The purport of the claim and the purport of the appeal.

Reasons

1. According to the facts that there is no dispute between the parties to the judgment on the cause of the claim, and the purport of Gap evidence 1, Eul evidence 2-1, Eul evidence 2-2, and Eul evidence 1-1, the plaintiff lent 6 million won to the defendant around September 2018, he/she received a partial repayment, and on July 15, 2019, he/she decided to remove 3 million won from the defendant on the 25th day of each month, and on the 300,000 won from the defendant on July 15, 2019, he/she did not raise an objection if 10 days or more, (hereinafter referred to as "the loan certificate of this case"), and the defendant may recognize that he/she paid 3 million won to the plaintiff on August 27, 2019.
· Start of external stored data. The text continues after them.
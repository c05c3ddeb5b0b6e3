// src/middleware/tenancy.rs

use axum::{extract::FromRequestParts, http::request::Parts};
use uuid::Uuid;

use crate::{
    common::error::{AppError, AppResult},
    middleware::auth::AuthenticatedUser,
    models::auth::{TenantAssignment, User},
};

/// Usuário autenticado já resolvido para o seu condomínio.
///
/// Só é construído por [`tenant_membership`]; o `tenant_id` que chega aos
/// serviços vem sempre daqui e nunca do cliente.
#[derive(Debug, Clone)]
pub struct TenantContext {
    tenant_id: Uuid,
    user: User,
}

impl TenantContext {
    pub fn tenant_id(&self) -> Uuid {
        self.tenant_id
    }

    pub fn user(&self) -> &User {
        &self.user
    }
}

pub fn tenant_membership(user: User) -> AppResult<TenantContext> {
    match user.tenant() {
        TenantAssignment::AssignedTo(tenant_id) => Ok(TenantContext { tenant_id, user }),
        TenantAssignment::Unassigned => Err(AppError::Forbidden(
            "User is not linked to any condominium.".into(),
        )),
    }
}

impl<S> FromRequestParts<S> for TenantContext
where
    S: Send + Sync,
{
    type Rejection = AppError;

    async fn from_request_parts(parts: &mut Parts, state: &S) -> Result<Self, Self::Rejection> {
        let AuthenticatedUser(user) = AuthenticatedUser::from_request_parts(parts, state).await?;
        tenant_membership(user)
    }
}

#[cfg(test)]
mod tests {
    use super::*;
    use crate::models::auth::Role;
    use chrono::Utc;

    fn user(role: Role, tenant_id: Option<Uuid>) -> User {
        let now = Utc::now();
        User {
            id: Uuid::new_v4(),
            open_id: format!("test|{}", Uuid::new_v4()),
            name: Some("Test".into()),
            email: None,
            login_method: None,
            role,
            tenant_id,
            created_at: now,
            updated_at: now,
            last_signed_in: now,
        }
    }

    #[test]
    fn unassigned_user_is_forbidden() {
        let err = tenant_membership(user(Role::Manager, None)).unwrap_err();
        assert!(matches!(err, AppError::Forbidden(_)));
    }

    #[test]
    fn assigned_user_carries_its_tenant() {
        let tenant_id = Uuid::new_v4();
        let ctx = tenant_membership(user(Role::Resident, Some(tenant_id))).unwrap();
        assert_eq!(ctx.tenant_id(), tenant_id);
        assert_eq!(ctx.user().role, Role::Resident);
    }
}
According to the above facts, the Defendant’s remaining loan amounting to KRW 2.7 million and the due date (the above loan certificate contains a provision on loss of interest due to the due date)

Since then, there is a duty to pay 12% interest per annum under the Act on Special Cases concerning the Promotion, etc. of Legal Proceedings from November 26, 2019 to the date of full payment after the delivery of the original copy of the instant payment order, as sought by the Plaintiff.
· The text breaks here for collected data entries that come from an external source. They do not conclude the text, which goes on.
// src/handlers/auth.rs

use axum::{
    Json,
    extract::{Query, State},
    http::{
        StatusCode,
        header::{LOCATION, SET_COOKIE},
    },
    response::IntoResponse,
};
use axum_extra::extract::cookie::{Cookie, SameSite};

use crate::{
    common::error::AppError,
    config::AppState,
    middleware::auth::{AuthenticatedUser, SESSION_COOKIE},
    models::{
        auth::{OAuthCallbackQuery, User},
        responses::SuccessResponse,
    },
    services::auth::SESSION_TTL_DAYS,
};

/// `Set-Cookie` da sessão. Max-Age 0 apaga o cookie.
pub fn session_cookie(value: String, max_age_secs: i64, secure: bool) -> String {
    let cookie = Cookie::build((SESSION_COOKIE, value))
        .path("/")
        .http_only(true)
        .same_site(SameSite::Lax)
        .secure(secure)
        .build();

    format!("{}; Max-Age={}", cookie, max_age_secs)
}

// GET /api/oauth/callback
#[utoipa::path(
    get,
    path = "/api/oauth/callback",
    tag = "Auth",
    params(
        ("code" = Option<String>, Query, description = "Código de autorização"),
        ("state" = Option<String>, Query, description = "Estado devolvido pelo provedor"),
        ("dev" = Option<String>, Query, description = "Login de desenvolvimento (APP_ENV=development)")
    ),
    responses(
        (status = 302, description = "Sessão criada, redireciona para /"),
        (status = 400, description = "code e state ausentes"),
        (status = 503, description = "Provedor de identidade indisponível")
    )
)]
pub async fn oauth_callback(
    State(app_state): State<AppState>,
    Query(query): Query<OAuthCallbackQuery>,
) -> Result<impl IntoResponse, AppError> {
    let (_user, token) = app_state.auth_service.sign_in_with_code(&query).await?;

    let cookie = session_cookie(token, SESSION_TTL_DAYS * 24 * 60 * 60, app_state.cookie_secure);
    Ok((
        StatusCode::FOUND,
        [(LOCATION, "/".to_string()), (SET_COOKIE, cookie)],
    ))
}

// GET /api/auth/me
#[utoipa::path(
    get,
    path = "/api/auth/me",
    tag = "Auth",
    responses(
        (status = 200, description = "Usuário logado", body = User),
        (status = 401, description = "Não autenticado")
    ),
    security(("api_jwt" = []))
)]
pub async fn get_me(AuthenticatedUser(user): AuthenticatedUser) -> Json<User> {
    Json(user)
}

// POST /api/auth/logout
#[utoipa::path(
    post,
    path = "/api/auth/logout",
    tag = "Auth",
    responses((status = 200, description = "Cookie da sessão removido", body = SuccessResponse))
)]
pub async fn logout(State(app_state): State<AppState>) -> impl IntoResponse {
    let cookie = session_cookie(String::new(), 0, app_state.cookie_secure);
    ([(SET_COOKIE, cookie)], Json(SuccessResponse::ok()))
}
2. The defendant's assertion and judgment

A. The Defendant asserted that the Defendant borrowed KRW 6 million from the Plaintiff as gambling money while gambling in a press room operated by the Plaintiff, and without being forced by the Plaintiff to repay, the Defendant drafted the instant loan certificate.

The loan of this case or the loan of this case constitutes a juristic act contrary to social order under Article 103 of the Civil Act, and thus null and void, even if valid, it is by fraud or coercion, and thus revoked.

Therefore, the plaintiff cannot respond to the request.

B. In light of the judgment, the evidence submitted by the Defendant alone is insufficient to acknowledge the Defendant’s above assertion, and there is no other evidence to acknowledge it (the Defendant also recognized the Defendant’s assertion of gambling funds in the court of first instance).